In this post I go over my move to Unify router, over a top-of-the-line Asus one, even though I got a new one just about a month ago.

I used to like my Asus routers: they stroke a balance between performance, reliability user-friendliness and maintenance. “Balance” is a very important word here, because they did neither well. In fact, as my routing needs grew, even “well” became an issue.

Commonly I’d need to run a couple networks: main network for all secure devices, guest network for, well, guests :), isolated guest network for all the non-US-made IoT thingies and one for gaming/mining/whatever. Now, for convenience, I’d like my printer to be available on all of them, I’d like my main network devices to be able to access my IoT devices, but not the other way around, I’d like my gaming to be isolated and I’d like my guests to be isolated, limited, but also able to “talk to” IoT. Oh, and yea - I’d like to have a custom domain VPN, that would bring me into the main and guest network, but not the gamin or IoT one. Easy, and not very complicated, right? Right ?!

Achieving this with with native administration interface was possible, but a mess. It required using Merlin, YazFi and custom routing. And even with that, VPN was constantly malfunctioning, so I moved to have it on a separated raspberry pi. WiFi was separated into 2.4 and 5Ghz bands, so instead of having 4 networks I had to manage 8 and any change in DHCP would requite a full router restart and reset.

While dealing with another “networking” issue, that, as usual turned out to be a bug in the firmware, I stumbled upon the Dream Router. I heard a lot of good things about the company before from the podcasts I listen to, so I decided to just give it a closer look, and shortly thereafter - a try.

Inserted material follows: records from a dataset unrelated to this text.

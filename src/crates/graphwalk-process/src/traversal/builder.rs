//! Fluent construction of traversals.
//!
//! [`GraphTraversalSource`] spawns root traversals bound to a graph and a
//! strategy set. Every step method consumes the traversal and returns it
//! with one more step; modulators (`by`, `desc`, `times`, `until`, `emit`,
//! `from_`, `to`, `property`) adjust the step just added. Anonymous
//! traversals for nesting are built through [`__`].
//!
//! ```rust
//! use graphwalk_process::prelude::*;
//! use graphwalk_structure::{tinker, Value};
//! use std::sync::Arc;
//!
//! let g = GraphTraversalSource::new(Arc::new(tinker::modern().unwrap())).unwrap();
//! let names = g
//!     .v_ids([1u64])
//!     .out(&["knows"])
//!     .has("age", P::gt(30))
//!     .values(&["name"])
//!     .to_list()
//!     .unwrap();
//! assert_eq!(names, vec![Value::from("josh")]);
//! ```

use super::Traversal;
use crate::config::TraversalConfig;
use crate::error::Result;
use crate::predicate::P;
use crate::side_effects::{AppendReducer, MapSumReducer, Reducer, SideEffects};
use crate::step::{HasContainer, HasKey, Lambda, LoopCondition, StepKind};
use crate::strategy::{TraversalStrategies, TraversalStrategy};
use crate::traverser::Traverser;
use graphwalk_structure::{Direction, EdgeId, Graph, Value, VertexId};
use std::collections::BTreeMap;
use std::sync::Arc;

/// Spawns traversals over one graph.
#[derive(Debug, Clone)]
pub struct GraphTraversalSource {
    graph: Arc<dyn Graph>,
    strategies: Arc<TraversalStrategies>,
    side_effects: SideEffects,
    config: TraversalConfig,
}
use crate::computer::memory::Memory;
use crate::computer::messenger::MessageScope;
use crate::computer::program::{VertexContext, VertexProgram};
use crate::error::{ProcessError, Result};
use crate::side_effects::OrReducer;
use graphwalk_structure::{Direction, Graph, Value, VertexId};
use std::sync::Arc;

const DISTANCES_SENT: &str = "~sssp.sent";

/// Single-source shortest paths by repeated relaxation.
///
/// Without a weight key every edge counts 1 and distances are sent along
/// the scope's adjacency; with one, each edge's numeric property is added.
/// A vertex only relaxes its neighbors when its distance improved, and the
/// computation stops after the first superstep in which nothing was sent,
/// so on a graph of diameter `D` it finishes within `D + 1` supersteps.
///
/// Final state is the distance from the source, `None` when unreachable.
#[derive(Debug, Clone)]
pub struct ShortestPathProgram {
    source: VertexId,
    weight: Option<String>,
    direction: Direction,
    edge_labels: Vec<String>,
}

impl ShortestPathProgram {
    pub fn new(source: impl Into<VertexId>) -> Self {
        Self {
            source: source.into(),
            weight: None,
            direction: Direction::Out,
            edge_labels: Vec::new(),
        }
    }

    /// Read edge lengths from the numeric property `key`.
    pub fn weighted(mut self, key: impl Into<String>) -> Self {
        self.weight = Some(key.into());
        self
    }

    pub fn direction(mut self, direction: Direction) -> Self {
        self.direction = direction;
        self
    }

    /// Only follow edges with one of `labels`.
    pub fn edge_labels(mut self, labels: &[&str]) -> Self {
        self.edge_labels = labels.iter().map(|s| s.to_string()).collect();
        self
    }

    fn relax(
        &self,
        ctx: &mut VertexContext<'_, f64, Option<f64>>,
        distance: f64,
    ) -> Result<()> {
        let Some(key) = &self.weight else {
            let scope = MessageScope::Local {
                direction: self.direction,
                labels: self.edge_labels.clone(),
            };
            return ctx.send_message(&scope, distance + 1.0);
        };
        let graph = ctx.graph();
        let vertex = ctx.vertex();
        for edge in graph.incident_edges(vertex, self.direction, &self.edge_labels)? {
            let (out, in_) = graph.edge_vertices(edge)?;
            let target = if out == vertex { in_ } else { out };
            let length = graph
                .edge_property(edge, key)?
                .and_then(|v| v.as_f64())
                .ok_or_else(|| {
                    ProcessError::execution(format!("Edge {} has no numeric '{}'", edge, key))
                })?;
            ctx.send_message(&MessageScope::Global(vec![target]), distance + length)?;
        }
        Ok(())
    }
}

impl VertexProgram for ShortestPathProgram {
    type Message = f64;
    type State = Option<f64>;

    fn name(&self) -> &str {
        "ShortestPathProgram"
    }

    fn setup(&self, graph: &dyn Graph, memory: &mut Memory) -> Result<()> {
        if !graph.contains_vertex(self.source) {
            return Err(ProcessError::configuration(format!(
                "Source vertex {} does not exist",
                self.source
            )));
        }
        memory.register(DISTANCES_SENT, Value::Bool(false), Arc::new(OrReducer));
        Ok(())
    }

    fn initially_active(&self, vertex: VertexId) -> bool {
        vertex == self.source
    }

    fn execute(&self, ctx: &mut VertexContext<'_, f64, Option<f64>>) -> Result<()> {
        let candidate = if ctx.superstep() == 0 {
            Some(0.0)
        } else {
            ctx.receive_messages().iter().copied().reduce(f64::min)
        };
        let Some(candidate) = candidate else {
            return Ok(());
        };
        if ctx.state().is_some_and(|current| current <= candidate) {
            return Ok(());
        }
        *ctx.state_mut() = Some(candidate);

        let before = ctx.messenger().sent();
        self.relax(ctx, candidate)?;
        if ctx.messenger().sent() > before {
            ctx.add_memory(DISTANCES_SENT, Value::Bool(true));
        }
        Ok(())
    }

    fn terminate(&self, memory: &mut Memory) -> Result<bool> {
        let sent = memory.get(DISTANCES_SENT)?.as_bool().unwrap_or(false);
        memory.set(DISTANCES_SENT, Value::Bool(false))?;
        Ok(!sent)
    }

    /// Only the shortest candidate matters.
    fn combine(&self, messages: Vec<f64>) -> Vec<f64> {
        messages.into_iter().reduce(f64::min).into_iter().collect()
    }
}
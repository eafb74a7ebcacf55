//! Feature flags describing what a graph implementation supports.
//!
//! The strategy layer and the graph computer consult [`Features`] before
//! running anything so that unsupported work fails fast with a typed error
//! instead of halfway through execution.

use crate::error::{Result, StructureError};
use serde::{Deserialize, Serialize};

/// Graph-level capabilities
#[derive(Debug, Clone, Copy, Default, PartialEq, Eq, Serialize, Deserialize)]
pub struct GraphFeatures {
    /// `tx()` returns a working transaction
    pub supports_transactions: bool,
    /// The graph can host a BSP computation
    pub supports_computer: bool,
    /// Data survives process restarts
    pub supports_persistence: bool,
}

/// Vertex-level capabilities
#[derive(Debug, Clone, Copy, Default, PartialEq, Eq, Serialize, Deserialize)]
pub struct VertexFeatures {
    pub supports_add_vertices: bool,
    pub supports_user_supplied_ids: bool,
    pub supports_multi_properties: bool,
    pub supports_add_properties: bool,
}

/// Edge-level capabilities
#[derive(Debug, Clone, Copy, Default, PartialEq, Eq, Serialize, Deserialize)]
pub struct EdgeFeatures {
    pub supports_add_edges: bool,
    pub supports_user_supplied_ids: bool,
}

/// Everything a graph declares about itself.
#[derive(Debug, Clone, Copy, Default, PartialEq, Eq, Serialize, Deserialize)]
pub struct Features {
    pub graph: GraphFeatures,
    pub vertex: VertexFeatures,
    pub edge: EdgeFeatures,
}

impl Features {
    /// Features of a graph that can be read but never mutated.
    pub fn read_only() -> Self {
        Self {
            graph: GraphFeatures {
                supports_transactions: false,
                supports_computer: true,
                supports_persistence: false,
            },
            vertex: VertexFeatures::default(),
            edge: EdgeFeatures::default(),
        }
    }

    /// Fail unless vertices can be added.
    pub fn require_add_vertices(&self) -> Result<()> {
        if self.vertex.supports_add_vertices {
            Ok(())
        } else {
            Err(StructureError::unsupported(
                "add_vertex",
                "graph does not support adding vertices",
            ))
        }
    }

    /// Fail unless edges can be added.
    pub fn require_add_edges(&self) -> Result<()> {
        if self.edge.supports_add_edges {
            Ok(())
        } else {
            Err(StructureError::unsupported(
                "add_edge",
                "graph does not support adding edges",
            ))
        }
    }

    /// Fail unless the graph accepts caller-chosen vertex ids.
    pub fn require_user_supplied_vertex_ids(&self) -> Result<()> {
        if self.vertex.supports_user_supplied_ids {
            Ok(())
        } else {
            Err(StructureError::unsupported(
                "add_vertex",
                "graph does not support user supplied vertex ids",
            ))
        }
    }

    /// Fail unless a graph computer can run against this graph.
    pub fn require_computer(&self) -> Result<()> {
        if self.graph.supports_computer {
            Ok(())
        } else {
            Err(StructureError::unsupported(
                "compute",
                "graph does not support graph computers",
            ))
        }
    }

    /// Fail unless transactions are available.
    pub fn require_transactions(&self) -> Result<()> {
        if self.graph.supports_transactions {
            Ok(())
        } else {
            Err(StructureError::unsupported(
                "tx",
                "graph does not support transactions",
            ))
        }
    }
}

I’m so impressed. Finally, a routing product for a small home network enthusiast, that is easy to understand, configure and maintain.

Benefits of the machine:

  1. DHCP rules applies without restart;
  2. automatic firmware update on schedule + automatic backup of configuration;
  3. 2.4 Ghz networks are “merged” with 5Ghz ones: device is “handled” on the best band it supports automatically, using one SSID
  4. You actually define networks and network(firewall/routing) rules rather then assuming that a particular SSID is a particular network. Thus you can apply same rules to networks, not AP/SSIDs.
  5. Port management and expansion out of the box.
  6. 1-click multi-site VPN
  7. network packet scanning and traffic rules(much better then QoS) out of the box.
  8. Network(wifi/WAN/client) health monitoring and alerting out of the box
  9. and much more…. :)

All of that for a quite meager price. Now, granted top-of-the-line Asus router would be more powerful in terms of transmission and coverage rules, but it would also cost more and I actually rarely use it’s limit speeds.

The throughput of Dream Router turned out to be more then enough for my daily needs and the simplicity of configuring and maitaning this piece of hardware is, so far, unmatched for me.

I’m so happy I found it and I wholeheartedly recommend it to anyone who’s still out there, struggling with their clunky hardware to deliver simple results most household need today.